I don’t know whether writing is an addiction, a calling, or just one job out of the many we could have chosen. The down side to writing novels is that if one doesn’t become famous or sort of famous, there’s no money in it. I often wish I’d become a freelance writer with a lot of magazine and newspaper writing opportunities.

I’d be earning a living with my words even though it wouldn’t be James Patterson, Dan Brown or Nora Roberts kind of money. Since I write contemporary fantasy and magical realism, it’s a paradox that the money I did make from writing came from writing computer documentation and help files. I can be intensely logical when I want to, so my user manuals were always well thought of.

The thing is, being intensely logical isn’t the real me. In fact, though I often rely on it, I’m not a fan of logic because I think it gives us an inaccurate picture of the world. While I was working on my novel-in-progress today, I thought of all this.  I thought, “why do writers have to write” and “There must be another occupation that pays better.”

Like being a grave digger, maybe.

I thank the writing gods and the muses that I don’t want to write poetry. Good Lord, there’s a thankless task, more thankless than writing novels. I admire poetry, but really, I can’t write it and don’t ever buy books and magazines filled with it. I grieve for the poets.

But I also mourn the fact that writing novels is partly skill and craft and partly a popularity contest. If your name is James Patterson or John Grisham, you make money no matter what you do. Everyone else is ignored by reviewers and bookstores and don’t really want to tell friends they write novels because they’ll say they’ve never heard of them.

Early on, I wanted to work for the railroads. That would have been a much safer choice. I like trains, I really do. I was once a volunteer at a railway museum.
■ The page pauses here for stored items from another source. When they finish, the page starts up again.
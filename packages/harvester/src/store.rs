//! Write-once document storage, one directory per session.
//!
//! Layout: `<root>/<session id>/<bill id>.txt`. A document that exists is
//! complete; writes go through a hidden temp file and a rename so an
//! interrupted write never shows up under the final name.

use std::fs::{self, File};
use std::io::Write;
use std::path::{Path, PathBuf};
use std::time::Duration;

use crate::config::DOCUMENT_EXTENSION;
use crate::error::{HarvesterError, Result};
use crate::types::{BillId, Session};

/// Attempts per document before a write failure is surfaced.
const STORAGE_WRITE_ATTEMPTS: u32 = 3;

/// Linear backoff step between write attempts.
const STORAGE_RETRY_DELAY_MS: u64 = 100;

/// Result of a successful [`DocumentStore::write`].
#[derive(Debug, Clone, PartialEq, Eq)]
pub enum WriteOutcome {
    Written(PathBuf),
    /// Another writer got there first; nothing was changed.
    AlreadyPresent(PathBuf),
}

/// Filesystem-backed document store.
#[derive(Debug, Clone)]
pub struct DocumentStore {
    root: PathBuf,
}

impl DocumentStore {
    /// Open the store at `root`, creating the directory if needed.
    pub fn open(root: impl Into<PathBuf>) -> Result<Self> {
        let root = root.into();
        fs::create_dir_all(&root)?;
        Ok(Self { root })
    }

    #[must_use]
    pub fn root(&self) -> &Path {
        &self.root
    }

    #[must_use]
    pub fn partition(&self, session: Session) -> PathBuf {
        self.root.join(session.id())
    }

    #[must_use]
    pub fn document_path(&self, session: Session, bill_id: &BillId) -> PathBuf {
        self.partition(session)
            .join(format!("{bill_id}.{DOCUMENT_EXTENSION}"))
    }

    /// Create the session directory if it is missing.
    pub async fn ensure_partition(&self, session: Session) -> Result<PathBuf> {
        let dir = self.partition(session);
        tokio::fs::create_dir_all(&dir)
            .await
            .map_err(|source| HarvesterError::StorageWrite {
                path: dir.clone(),
                source,
            })?;
        Ok(dir)
    }

    /// Whether a complete document is stored for `bill_id`.
    ///
    /// Metadata errors other than "not found" count as absent; the
    /// subsequent write will surface them.
    pub async fn exists(&self, session: Session, bill_id: &BillId) -> bool {
        let path = self.document_path(session, bill_id);
        match tokio::fs::metadata(&path).await {
            Ok(meta) => meta.is_file(),
            Err(e) => {
                if e.kind() != std::io::ErrorKind::NotFound {
                    tracing::debug!(path = %path.display(), error = %e, "treating unreadable document as absent");
                }
                false
            }
        }
    }

    /// Atomically store `text` as the document for `bill_id`.
    ///
    /// Transient IO failures, including creating the partition, are
    /// retried a few times.
    pub async fn write(&self, session: Session, bill_id: &BillId, text: &str) -> Result<WriteOutcome> {
        let dir = self.partition(session);
        let target = self.document_path(session, bill_id);

        let mut attempt = 1;
        loop {
            let dir_for_write = dir.clone();
            let target_for_write = target.clone();
            let temp = temp_path(&dir, bill_id);
            let content = text.to_string();

            let result = tokio::task::spawn_blocking(move || {
                fs::create_dir_all(&dir_for_write)?;
                write_atomic(&temp, &target_for_write, &content)
            })
            .await?;

            match result {
                Ok(outcome) => return Ok(outcome),
                Err(source) if attempt < STORAGE_WRITE_ATTEMPTS => {
                    tracing::warn!(
                        path = %target.display(),
                        error = %source,
                        attempt,
                        "Storage write failed, will retry"
                    );
                    tokio::time::sleep(Duration::from_millis(
                        STORAGE_RETRY_DELAY_MS * u64::from(attempt),
                    ))
                    .await;
                    attempt += 1;
                }
                Err(source) => {
                    return Err(HarvesterError::StorageWrite {
                        path: target,
                        source,
                    });
                }
            }
        }
    }
}

/// Hidden, per-writer temp file next to the target.
fn temp_path(dir: &Path, bill_id: &BillId) -> PathBuf {
    dir.join(format!(
        ".{bill_id}.{DOCUMENT_EXTENSION}.{}.tmp",
        uuid::Uuid::new_v4().simple()
    ))
}

/// Write to `temp`, sync, then rename onto `target` unless it already exists.
fn write_atomic(temp: &Path, target: &Path, content: &str) -> std::io::Result<WriteOutcome> {
    if target.exists() {
        return Ok(WriteOutcome::AlreadyPresent(target.to_path_buf()));
    }

    let written = (|| {
        let mut file = File::create(temp)?;
        file.write_all(content.as_bytes())?;
        file.sync_all()
    })();
    if let Err(e) = written {
        let _ = fs::remove_file(temp);
        return Err(e);
    }

    // A concurrent task may have finished the same document meanwhile
    if target.exists() {
        let _ = fs::remove_file(temp);
        return Ok(WriteOutcome::AlreadyPresent(target.to_path_buf()));
    }

    if let Err(e) = fs::rename(temp, target) {
        let _ = fs::remove_file(temp);
        return Err(e);
    }
    Ok(WriteOutcome::Written(target.to_path_buf()))
}

/// Atomically replace `target` with `content`, overwriting any previous file.
pub fn replace_atomic(target: &Path, content: &str) -> Result<()> {
    let dir = match target.parent() {
        Some(parent) if !parent.as_os_str().is_empty() => parent.to_path_buf(),
        _ => PathBuf::from("."),
    };
    let name = target
        .file_name()
        .map(|n| n.to_string_lossy().into_owned())
        .unwrap_or_default();
    let temp = dir.join(format!(".{name}.{}.tmp", uuid::Uuid::new_v4().simple()));

    let result = (|| {
        fs::create_dir_all(&dir)?;
        let mut file = File::create(&temp)?;
        file.write_all(content.as_bytes())?;
        file.sync_all()?;
        fs::rename(&temp, target)
    })();
    result.map_err(|source| {
        let _ = fs::remove_file(&temp);
        HarvesterError::StorageWrite {
            path: target.to_path_buf(),
            source,
        }
    })
}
Most of us there were jealous of the people who worked for Amtrak or the freight railroads. Whether they loved their jobs or not, they made a living wage. Writers don’t. But we keep writing because, in many ways, writing is not only a lot of fun, it’s a career we can’t do without.

So, maybe writing is an addiction.

But, it’s a fun addition once you realize there’s not going to be any money in it anymore than few of those who play little league baseball are going to end up playing for a major league team and being selected for the All Star Game.

If you’re an aspiring writer, I know this post doesn’t sound very encouraging. As Patti Smith acknowledged in M Train, writers are bums.  So, it’s best to know that’s the reality of the biz at the outset.